_Stored data_.

- - - - -

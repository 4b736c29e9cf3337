//! Error types for pollcast-identity.

use thiserror::Error;

/// Result type for identity operations.
pub type Result<T> = std::result::Result<T, Error>;

/// Errors raised when parsing a digest received from elsewhere.
#[derive(Debug, Clone, PartialEq, Error)]
pub enum Error {
    /// Not a hex string.
    #[error("invalid digest hex: {0}")]
    InvalidHex(#[from] hex::FromHexError),

    /// Hex decoded to the wrong number of bytes.
    #[error("invalid digest length: expected 32 bytes, got {0}")]
    InvalidLength(usize),
}
//! Seams between the channel and the transport.

use std::sync::Arc;

use futures::future::BoxFuture;
use pollcast_protocol::{decode_inbound, TallyPayload};
use tokio::sync::mpsc;
use tracing::{debug, warn};

use crate::error::Result;

/// An established connection.
pub trait Connection: Send + Sync {
    /// Send one text frame.
    fn send(&self, text: String) -> BoxFuture<'_, Result<()>>;

    /// Whether the connection can still carry frames.
    fn is_open(&self) -> bool;
}

/// Opens connections. The production implementation is
/// [`WsConnector`](crate::WsConnector); tests substitute their own.
pub trait Connector: Send + Sync + 'static {
    /// Open a connection to `uri`, forwarding inbound frames to `inbound`.
    fn connect(&self, uri: String, inbound: InboundSink)
        -> BoxFuture<'static, Result<Arc<dyn Connection>>>;
}

/// Where decoded inbound payloads go.
#[derive(Debug, Clone)]
pub struct InboundSink {
    tx: mpsc::UnboundedSender<TallyPayload>,
}

impl InboundSink {
    /// Create a sink and the receiver the reconciler drains.
    pub fn channel() -> (Self, mpsc::UnboundedReceiver<TallyPayload>) {
        let (tx, rx) = mpsc::unbounded_channel();
        (Self { tx }, rx)
    }

    /// Decode a text frame and forward it. Undecodable frames are dropped
    /// with a warning. Returns whether a payload was forwarded.
    pub fn deliver_frame(&self, frame: &str) -> bool {
        match decode_inbound(frame) {
            Ok(payload) => self.deliver(payload),
            Err(e) => {
                warn!("Dropping malformed frame: {}", e);
                false
            }
        }
    }

    /// Forward an already decoded payload.
    pub fn deliver(&self, payload: TallyPayload) -> bool {
        if self.tx.send(payload).is_err() {
            debug!("Inbound receiver gone, payload discarded");
            return false;
        }
        true
    }
}
mod common;

use std::sync::atomic::Ordering;
use std::sync::Arc;
use std::time::Duration;

use common::{answer, page, question, quiz_page, GatedConnector, MockConnector};
use pollcast_channel::ChannelError;
use pollcast_identity::compute_digest;
use pollcast_overlay::{Error, EventOutcome, Overlay, OverlayConfig};
use pollcast_page::{ElementSpec, NodeId, PageEvent};
use pollcast_protocol::{OutgoingVote, ProtocolVariant, Tally, VoteKind};
use tokio::sync::mpsc;
use tokio_test::assert_ok;

fn overlay(variant: ProtocolVariant) -> (Overlay, Arc<MockConnector>) {
    let mut doc = quiz_page();
    let root = doc.root();
    let region = doc.append_element(root, "div").unwrap();
    doc.add_class(region, "pollcast-toggle").unwrap();

    let connector = MockConnector::new();
    let config = OverlayConfig::default()
        .with_variant(variant)
        .with_voter("attempt-7");
    (Overlay::new(config, doc, connector.clone()), connector)
}

async fn answer_node(overlay: &Overlay, q: &str, a: &str) -> NodeId {
    let index = overlay.index();
    let question = index
        .resolve_question_by_digest(&compute_digest(q))
        .await
        .unwrap();
    index
        .resolve_answer_by_digest(&question, &compute_digest(a))
        .await
        .unwrap()
        .node
}

async fn input_node(overlay: &Overlay, q: &str, a: &str) -> NodeId {
    let entry = answer_node(overlay, q, a).await;
    let doc = overlay.document().read().await;
    overlay
        .index()
        .input_of(&doc, entry)
        .unwrap()
        .unwrap()
        .node
}

async fn indicator_text(overlay: &Overlay, q: &str, a: &str) -> String {
    let entry = answer_node(overlay, q, a).await;
    let span = overlay.display().indicator_of(entry).unwrap();
    overlay.document().read().await.text_content(span)
}

fn change(node: NodeId, checked: bool) -> PageEvent {
    PageEvent::InputChanged { node, checked }
}

#[tokio::test]
async fn initialize_indexes_every_block() {
    let (overlay, _) = overlay(ProtocolVariant::Basic);
    let report = assert_ok!(overlay.initialize().await);

    assert_eq!(report.questions, 3);
    assert_eq!(report.skipped_blocks, 0);
    assert_eq!(report.answers, 7);
    assert_eq!(report.listeners, 6);
    assert_eq!(report.unsupported, 1);

    let doc = overlay.document().read().await;
    assert_eq!(doc.elements_by_class(doc.root(), "pollcast-count").len(), 7);
    drop(doc);
    assert_eq!(indicator_text(&overlay, "Largest planet?", "Mars").await, " ~ ..");
}

#[tokio::test]
async fn initialize_twice_reuses_indicators() {
    let (overlay, _) = overlay(ProtocolVariant::Extended);
    overlay.initialize().await.unwrap();
    overlay.initialize().await.unwrap();

    let doc = overlay.document().read().await;
    assert_eq!(doc.elements_by_class(doc.root(), "pollcast-count").len(), 7);
}

#[tokio::test]
async fn broken_block_is_skipped_alone() {
    let broken = ElementSpec::new("div")
        .class("content")
        .child(ElementSpec::new("div").class("answer"));
    let doc = page(vec![
        question("First", vec![answer("a. ", "one", "radio", "f")]),
        broken,
        question("Third", vec![answer("a. ", "three", "radio", "t")]),
    ]);
    let connector = MockConnector::new();
    let overlay = Overlay::new(OverlayConfig::default(), doc, connector.clone());

    let report = assert_ok!(overlay.initialize().await);
    assert_eq!(report.questions, 2);
    assert_eq!(report.skipped_blocks, 1);
    assert_eq!(report.listeners, 2);

    overlay.channel().acquire().await.unwrap();
    let expected = format!(
        "ws://localhost:8080/?topics={},{}",
        compute_digest("First").to_hex(),
        compute_digest("Third").to_hex()
    );
    assert_eq!(connector.uris(), vec![expected]);
}

#[tokio::test]
async fn page_without_listing_is_rejected() {
    let doc = page(Vec::new());
    let overlay = Overlay::new(OverlayConfig::default(), doc, MockConnector::new());
    assert!(matches!(
        overlay.initialize().await,
        Err(Error::StructuralMismatch { found: 1, .. })
    ));
}

#[tokio::test]
async fn topic_scoping_can_be_disabled() {
    let connector = MockConnector::new();
    let config = OverlayConfig::default().with_topic_scoping(false);
    let overlay = Overlay::new(config, quiz_page(), connector.clone());
    overlay.initialize().await.unwrap();
    overlay.channel().acquire().await.unwrap();
    assert_eq!(connector.uris(), vec!["ws://localhost:8080/".to_string()]);
}

#[tokio::test]
async fn every_change_replaces_the_selection() {
    let (overlay, connector) = overlay(ProtocolVariant::Basic);
    overlay.initialize().await.unwrap();
    let whale = input_node(&overlay, "Which are mammals?", "Whale").await;
    let bat = input_node(&overlay, "Which are mammals?", "Bat").await;

    overlay.handle_event(change(whale, true)).await.unwrap();
    overlay.handle_event(change(bat, true)).await.unwrap();
    let outcome = overlay.handle_event(change(whale, false)).await.unwrap();

    let expected = OutgoingVote::Selection {
        question: compute_digest("Which are mammals?"),
        answers: vec![compute_digest("Bat")],
        voter: "attempt-7".to_string(),
    };
    assert_eq!(outcome, EventOutcome::Voted(expected));

    let frames = connector.connection.json_frames();
    assert_eq!(frames.len(), 3);
    let answers: Vec<usize> = frames
        .iter()
        .map(|f| f["answers"].as_array().unwrap().len())
        .collect();
    assert_eq!(answers, vec![1, 2, 1]);
    assert_eq!(connector.connects.load(Ordering::SeqCst), 1);
}

#[tokio::test]
async fn radio_change_drops_the_previous_pick() {
    let (overlay, connector) = overlay(ProtocolVariant::Basic);
    overlay.initialize().await.unwrap();
    let mars = input_node(&overlay, "Largest planet?", "Mars").await;
    let jupiter = input_node(&overlay, "Largest planet?", "Jupiter").await;

    overlay.handle_event(change(mars, true)).await.unwrap();
    overlay.handle_event(change(jupiter, true)).await.unwrap();

    let frames = connector.connection.json_frames();
    assert_eq!(
        frames[1]["answers"],
        serde_json::json!([compute_digest("Jupiter").to_hex()])
    );
    assert_eq!(frames[1]["voter"], "attempt-7");
}

#[tokio::test]
async fn untracked_inputs_are_ignored() {
    let (overlay, connector) = overlay(ProtocolVariant::Basic);
    overlay.initialize().await.unwrap();
    let free_text = {
        let doc = overlay.document().read().await;
        doc.elements_by_attr(doc.root(), "name", "q3")[0]
    };

    let outcome = overlay.handle_event(change(free_text, true)).await.unwrap();
    assert_eq!(outcome, EventOutcome::Ignored);
    assert!(connector.connection.frames().is_empty());
}

#[tokio::test]
async fn failed_send_surfaces_as_channel_error() {
    let (overlay, connector) = overlay(ProtocolVariant::Basic);
    overlay.initialize().await.unwrap();
    connector.refuse.store(true, Ordering::SeqCst);
    let mars = input_node(&overlay, "Largest planet?", "Mars").await;

    let result = overlay.handle_event(change(mars, true)).await;
    assert!(matches!(
        result,
        Err(Error::Channel(ChannelError::Connect { .. }))
    ));

    // The next change connects again.
    connector.refuse.store(false, Ordering::SeqCst);
    overlay.handle_event(change(mars, true)).await.unwrap();
    assert_eq!(connector.connects.load(Ordering::SeqCst), 2);
}

#[tokio::test]
async fn toggle_key_and_region_flip_visibility() {
    let (overlay, _) = overlay(ProtocolVariant::Basic);
    overlay.initialize().await.unwrap();
    let before = {
        let doc = overlay.document().read().await;
        doc.outer_html(doc.root())
    };

    let key = overlay
        .handle_event(PageEvent::KeyPress { key: '$' })
        .await
        .unwrap();
    assert_eq!(key, EventOutcome::Toggled);
    {
        let doc = overlay.document().read().await;
        let spans = doc.elements_by_class(doc.root(), "pollcast-count");
        assert!(spans.iter().all(|s| doc.is_hidden(*s)));
    }

    let other = overlay
        .handle_event(PageEvent::KeyPress { key: 'x' })
        .await
        .unwrap();
    assert_eq!(other, EventOutcome::Ignored);

    let region = {
        let doc = overlay.document().read().await;
        doc.elements_by_class(doc.root(), "pollcast-toggle")[0]
    };
    let click = overlay
        .handle_event(PageEvent::Click { node: region })
        .await
        .unwrap();
    assert_eq!(click, EventOutcome::Toggled);

    let doc = overlay.document().read().await;
    assert_eq!(doc.outer_html(doc.root()), before);
}

#[tokio::test]
async fn extended_affordance_click_sends_toggle_vote() {
    let (overlay, connector) = overlay(ProtocolVariant::Extended);
    overlay.initialize().await.unwrap();
    let bat = answer_node(&overlay, "Which are mammals?", "Bat").await;
    let upvote = {
        let doc = overlay.document().read().await;
        let span = overlay.display().indicator_of(bat).unwrap();
        doc.elements_by_class(span, "pollcast-upvote")[0]
    };

    let outcome = overlay
        .handle_event(PageEvent::Click { node: upvote })
        .await
        .unwrap();
    assert_eq!(
        outcome,
        EventOutcome::Voted(OutgoingVote::Toggle {
            question: compute_digest("Which are mammals?"),
            answer: compute_digest("Bat"),
            vote_type: VoteKind::Upvote,
            voter: "attempt-7".to_string(),
        })
    );
    let frames = connector.connection.json_frames();
    assert_eq!(frames[0]["vote_type"], "upvote");
    assert_eq!(frames[0]["answer"], compute_digest("Bat").to_hex());
}

#[tokio::test]
async fn extended_stamps_digest_tags() {
    let (overlay, _) = overlay(ProtocolVariant::Extended);
    overlay.initialize().await.unwrap();
    let mars = answer_node(&overlay, "Largest planet?", "Mars").await;
    let doc = overlay.document().read().await;
    let tag = format!("pollcast-digest-{}", compute_digest("Mars").to_hex());
    assert!(doc.has_class(mars, &tag));
}

#[tokio::test]
async fn reconcile_updates_counters() {
    let (overlay, _) = overlay(ProtocolVariant::Extended);
    overlay.initialize().await.unwrap();
    let payload = pollcast_protocol::decode_inbound(
        &serde_json::json!({
            compute_digest("Largest planet?").to_hex(): {
                compute_digest("Jupiter").to_hex(): "6,4,1",
            }
        })
        .to_string(),
    )
    .unwrap();

    let report = overlay.reconcile(&payload).await;
    assert_eq!(report.applied, 1);
    let again = overlay.reconcile(&payload).await;
    assert_eq!(again.unchanged, 1);

    let jupiter = answer_node(&overlay, "Largest planet?", "Jupiter").await;
    assert_eq!(overlay.index().tally(jupiter), Tally::new(6, 4, 1));
}

#[tokio::test]
async fn run_loop_renders_pushes_and_sends_votes() {
    let (overlay, connector) = overlay(ProtocolVariant::Basic);
    overlay.initialize().await.unwrap();
    let venus = input_node(&overlay, "Largest planet?", "Venus").await;
    let venus_entry = answer_node(&overlay, "Largest planet?", "Venus").await;
    let span = overlay.display().indicator_of(venus_entry).unwrap();
    let document = Arc::clone(overlay.document());

    let (tx, rx) = mpsc::channel(8);
    let session = tokio::spawn(overlay.run(rx));

    // The run loop connects eagerly.
    for _ in 0..200 {
        if !connector.sinks.lock().unwrap().is_empty() {
            break;
        }
        tokio::time::sleep(Duration::from_millis(5)).await;
    }
    let frame = serde_json::json!({
        compute_digest("Largest planet?").to_hex(): {
            compute_digest("Venus").to_hex(): 11,
        }
    });
    assert!(connector.push(&frame.to_string()));

    let mut text = String::new();
    for _ in 0..200 {
        text = document.read().await.text_content(span);
        if text == " ~ 11" {
            break;
        }
        tokio::time::sleep(Duration::from_millis(5)).await;
    }
    assert_eq!(text, " ~ 11");

    tx.send(change(venus, true)).await.unwrap();
    for _ in 0..200 {
        if !connector.connection.frames().is_empty() {
            break;
        }
        tokio::time::sleep(Duration::from_millis(5)).await;
    }
    let frames = connector.connection.json_frames();
    assert_eq!(
        frames[0]["answers"],
        serde_json::json!([compute_digest("Venus").to_hex()])
    );

    drop(tx);
    session.await.unwrap().unwrap();
    assert_eq!(connector.connects.load(Ordering::SeqCst), 1);
}

#[tokio::test(flavor = "multi_thread", worker_threads = 4)]
async fn run_loop_sends_votes_in_event_order_while_connecting() {
    for _ in 0..20 {
        let connector = GatedConnector::new();
        let config = OverlayConfig::default().with_voter("attempt-7");
        let overlay = Overlay::new(config, quiz_page(), connector.clone());
        overlay.initialize().await.unwrap();
        let whale = input_node(&overlay, "Which are mammals?", "Whale").await;
        let bat = input_node(&overlay, "Which are mammals?", "Bat").await;
        let document = Arc::clone(overlay.document());

        let (tx, rx) = mpsc::channel(8);
        let session = tokio::spawn(overlay.run(rx));
        tx.send(change(whale, true)).await.unwrap();
        tx.send(change(bat, true)).await.unwrap();
        tx.send(change(whale, false)).await.unwrap();

        for _ in 0..200 {
            if document.read().await.is_checked(bat) {
                break;
            }
            tokio::time::sleep(Duration::from_millis(1)).await;
        }
        tokio::time::sleep(Duration::from_millis(5)).await;
        connector.open();

        drop(tx);
        session.await.unwrap().unwrap();

        let selections: Vec<serde_json::Value> = connector
            .inner
            .connection
            .json_frames()
            .into_iter()
            .map(|frame| frame["answers"].clone())
            .collect();
        assert_eq!(
            selections,
            vec![
                serde_json::json!([compute_digest("Whale").to_hex()]),
                serde_json::json!([
                    compute_digest("Whale").to_hex(),
                    compute_digest("Bat").to_hex()
                ]),
                serde_json::json!([compute_digest("Bat").to_hex()]),
            ]
        );
        assert_eq!(connector.inner.connects.load(Ordering::SeqCst), 1);
    }
}
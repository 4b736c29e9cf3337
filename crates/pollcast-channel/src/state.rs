//! Channel lifecycle state.

/// Where the channel's single connection stands.
#[derive(Debug, Clone, Copy, PartialEq, Eq, Default)]
pub enum ChannelState {
    /// No connection yet, or the last one was closed.
    #[default]
    Disconnected,
    /// A connect attempt is in flight.
    Connecting,
    /// The connection is usable.
    Open,
    /// The last connect attempt failed. The next `acquire()` retries.
    Failed,
}

impl std::fmt::Display for ChannelState {
    fn fmt(&self, f: &mut std::fmt::Formatter<'_>) -> std::fmt::Result {
        match self {
            ChannelState::Disconnected => write!(f, "disconnected"),
            ChannelState::Connecting => write!(f, "connecting"),
            ChannelState::Open => write!(f, "open"),
            ChannelState::Failed => write!(f, "failed"),
        }
    }
}
//! Error types for pollcast-protocol.

use thiserror::Error;

/// Result type for protocol operations.
pub type Result<T> = std::result::Result<T, Error>;

/// Errors that can occur encoding or decoding wire messages.
#[derive(Debug, Error)]
pub enum Error {
    /// Tally data has the wrong shape for the protocol variant.
    #[error("malformed tally {value:?}: {reason}")]
    MalformedTally { value: String, reason: String },

    /// A digest key is not a valid digest.
    #[error("invalid digest: {0}")]
    InvalidDigest(#[from] pollcast_identity::Error),

    /// Unknown protocol variant name.
    #[error("unknown protocol variant: {0}")]
    UnknownVariant(String),

    /// Frame is not valid JSON of the expected shape.
    #[error("JSON error: {0}")]
    Json(#[from] serde_json::Error),
}

impl Error {
    pub(crate) fn malformed(value: impl Into<String>, reason: impl Into<String>) -> Self {
        Error::MalformedTally {
            value: value.into(),
            reason: reason.into(),
        }
    }
}
//! Content digest type.

use serde::{Deserialize, Serialize};

use crate::error::{Error, Result};

/// Length of a digest in hex characters.
pub const DIGEST_HEX_LEN: usize = 64;

/// A 32-byte SHA-256 digest of canonical content.
///
/// Serialized as a lowercase hex string, which is also its wire form.
#[derive(Debug, Clone, Copy, PartialEq, Eq, Hash, PartialOrd, Ord, Serialize, Deserialize)]
#[serde(try_from = "String", into = "String")]
pub struct ContentDigest([u8; 32]);

impl ContentDigest {
    /// Create a digest from raw bytes.
    pub const fn from_bytes(bytes: [u8; 32]) -> Self {
        Self(bytes)
    }

    /// Get the raw bytes.
    pub const fn as_bytes(&self) -> &[u8; 32] {
        &self.0
    }

    /// Full lowercase hex form.
    pub fn to_hex(&self) -> String {
        hex::encode(self.0)
    }

    /// Parse from hex string. Upper-case hex is accepted.
    pub fn from_hex(s: &str) -> Result<Self> {
        let bytes = hex::decode(s)?;
        if bytes.len() != 32 {
            return Err(Error::InvalidLength(bytes.len()));
        }
        let mut arr = [0u8; 32];
        arr.copy_from_slice(&bytes);
        Ok(Self(arr))
    }

    /// First 8 hex chars, for log lines.
    pub fn short(&self) -> String {
        hex::encode(&self.0[..4])
    }
}

impl std::fmt::Display for ContentDigest {
    fn fmt(&self, f: &mut std::fmt::Formatter<'_>) -> std::fmt::Result {
        write!(f, "{}...", self.short())
    }
}

impl std::str::FromStr for ContentDigest {
    type Err = Error;

    fn from_str(s: &str) -> Result<Self> {
        Self::from_hex(s)
    }
}

impl TryFrom<String> for ContentDigest {
    type Error = Error;

    fn try_from(s: String) -> Result<Self> {
        Self::from_hex(&s)
    }
}

impl From<ContentDigest> for String {
    fn from(d: ContentDigest) -> Self {
        d.to_hex()
    }
}
//! Pollcast Channel
//!
//! The one connection a page session keeps to the tally server.
//!
//! # Contract
//!
//! - At most one logical connection and at most one in-flight connect exist at
//!   any time. Concurrent [`SocketChannel::acquire`] calls during a connect all
//!   receive that connect's result.
//! - An open connection is handed out as is. A closed or failed one is
//!   replaced by a fresh connect, but only when somebody asks for it: there is
//!   no retry loop and no timeout.
//! - The endpoint URI may carry `?topics=<digests>` so the server only pushes
//!   tallies for the questions on this page.
//! - Inbound frames are decoded and forwarded; frames that fail to decode are
//!   dropped with a warning.
//!
//! # Architecture
//!
//! ```text
//! VoteSubmitter ──acquire()──► SocketChannel ──Connector──► WsConnection ──► server
//!                                    ▲                            │
//!                                    └── state, pending connect   │ reader task
//!                                                                 ▼
//!                                      InboundSink ──► Reconciler (via mpsc)
//! ```

mod channel;
mod connector;
mod error;
mod state;
mod ws;

pub use channel::{ChannelConfig, SocketChannel};
pub use connector::{Connection, Connector, InboundSink};
pub use error::{ChannelError, Result};
pub use state::ChannelState;
pub use ws::{WsConnection, WsConnector};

- - - - -

_WORK INSTRUCTIONS_. Pull together all lines from the data that mention the word "EventOutcome".

_RESPONSE AREA_.
use pollcast_overlay::{Error, EventOutcome, Overlay, OverlayConfig};
    assert_eq!(outcome, EventOutcome::Voted(expected));
    assert_eq!(outcome, EventOutcome::Ignored);
    assert_eq!(key, EventOutcome::Toggled);
    assert_eq!(other, EventOutcome::Ignored);
    assert_eq!(click, EventOutcome::Toggled);
        EventOutcome::Voted(OutgoingVote::Toggle {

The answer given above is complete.